System Monitoring

It pays to know what your computer machines are doing. Gathering them into a machine room is the traditional method, allowing specialised personnel to maintain high operational standards. With the VLSI revolution, units are now found everywhere. No longer is the luxury of a specialised environment available for these units. This makes remote sensing of primary concern for system reliability and the extended lifetimes we have come to expect from these versatile units.

I'm using the lm_sensors package to monitor the sensors built into the more modern of the units in my server farm. A cron job runs every five minutes on each unit I monitor. This job runs the lm78 tools and grabs data out of the motherboard hardware, then sends it to the web server.
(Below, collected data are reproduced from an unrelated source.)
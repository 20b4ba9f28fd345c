//! Garden Planner API server.
//!
//! Serves the JSON API and the static front-end on one port (default 3000).
//!
//! # Architecture
//!
//! - Axum web framework, JSON in and out
//! - `PostgreSQL` JSONB document store for users, layouts, comments, and the
//!   plant catalog
//! - bcrypt password digests
//! - TLS terminated by the fronting proxy (see `GARDEN_FORCE_HTTPS`)

#![cfg_attr(not(test), forbid(unsafe_code))]

use garden_planner_server::build_app;
use garden_planner_server::config::ServerConfig;
use garden_planner_server::db::Database;
use garden_planner_server::state::AppState;
use sentry::integrations::tracing as sentry_tracing;
use tracing_subscriber::{layer::SubscriberExt, util::SubscriberInitExt};

/// Initialize Sentry error tracking and return guard that must be kept alive.
fn init_sentry(config: &ServerConfig) -> Option<sentry::ClientInitGuard> {
    let dsn = config.sentry_dsn.as_ref()?;

    let guard = sentry::init((
        dsn.as_str(),
        sentry::ClientOptions {
            release: sentry::release_name!(),
            environment: config
                .sentry_environment
                .clone()
                .map(std::borrow::Cow::Owned),
            sample_rate: config.sentry_sample_rate,
            traces_sample_rate: config.sentry_traces_sample_rate,
            attach_stacktrace: true,
            ..Default::default()
        },
    ));

    tracing::info!("Sentry initialized");
    Some(guard)
}

/// Filter tracing events to Sentry event types.
fn sentry_event_filter(metadata: &tracing::Metadata<'_>) -> sentry_tracing::EventFilter {
    match *metadata.level() {
        tracing::Level::ERROR | tracing::Level::WARN => sentry_tracing::EventFilter::Event,
        tracing::Level::INFO | tracing::Level::DEBUG => sentry_tracing::EventFilter::Breadcrumb,
        _ => sentry_tracing::EventFilter::Ignore,
    }
}

#[tokio::main]
async fn main() {
    // Load configuration from environment (needed for Sentry init)
    let config = ServerConfig::from_env().expect("Failed to load configuration");

    // Initialize Sentry (must be done before tracing subscriber)
    let _sentry_guard = init_sentry(&config);

    // Defaults to info level for our crate if RUST_LOG is not set
    let env_filter = tracing_subscriber::EnvFilter::try_from_default_env()
        .unwrap_or_else(|_| "garden_planner_server=info,tower_http=debug".into());

    tracing_subscriber::registry()
        .with(env_filter)
        .with(tracing_subscriber::fmt::layer())
        .with(sentry_tracing::layer().event_filter(sentry_event_filter))
        .init();

    // Open the document store (fatal on failure)
    let db = Database::connect(&config.database_url)
        .await
        .expect("Failed to connect to the document store");
    tracing::info!("Document store connected");

    // NOTE: Migrations are NOT run automatically on startup.
    // Run them explicitly via: cargo run -p garden-planner-cli -- migrate

    let addr = config.socket_addr();
    if config.tls.force_https {
        tracing::info!(
            https_port = ?config.tls.https_port,
            "Redirecting plaintext requests to HTTPS"
        );
    }
    let app = build_app(AppState::new(config, db.clone()));

    tracing::info!("garden planner listening on {}", addr);
    let listener = tokio::net::TcpListener::bind(addr)
        .await
        .expect("Failed to bind to address");

    axum::serve(listener, app)
        .with_graceful_shutdown(shutdown_signal())
        .await
        .expect("Server error");

    db.close().await;
    tracing::info!("Document store closed");
}

/// Wait for shutdown signal (Ctrl+C or SIGTERM).
async fn shutdown_signal() {
    let ctrl_c = async {
        tokio::signal::ctrl_c()
            .await
            .expect("Failed to install Ctrl+C handler");
    };

    #[cfg(unix)]
    let terminate = async {
        tokio::signal::unix::signal(tokio::signal::unix::SignalKind::terminate())
            .expect("Failed to install signal handler")
            .recv()
            .await;
    };

    #[cfg(not(unix))]
    let terminate = std::future::pending::<()>();

    tokio::select! {
        () = ctrl_c => {},
        () = terminate => {},
    }

    tracing::info!("Shutdown signal received, starting graceful shutdown");
}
Currently I'm using RRD to plot the temperature values. RRD is better suited to general purpose plotting than MRTG, as RRD does not have the positive values only, integer values only limitations imposed by MRTG.

I did hack the lm_sensors code so that it does not use the "176" character ("degree" symbol) when printing values.

Patch for prog/sensors/chips.c.

Perusing awk docs led me to modify the following scripts slightly. Saves a couple pipes and an awk and sed invocation.

A remote host has a script run out of cron that grabs "sensors" data and copies it with ssh to the remote web host. The web host first creates an RRD data file with this script and then runs a cron script to update the images for the web page.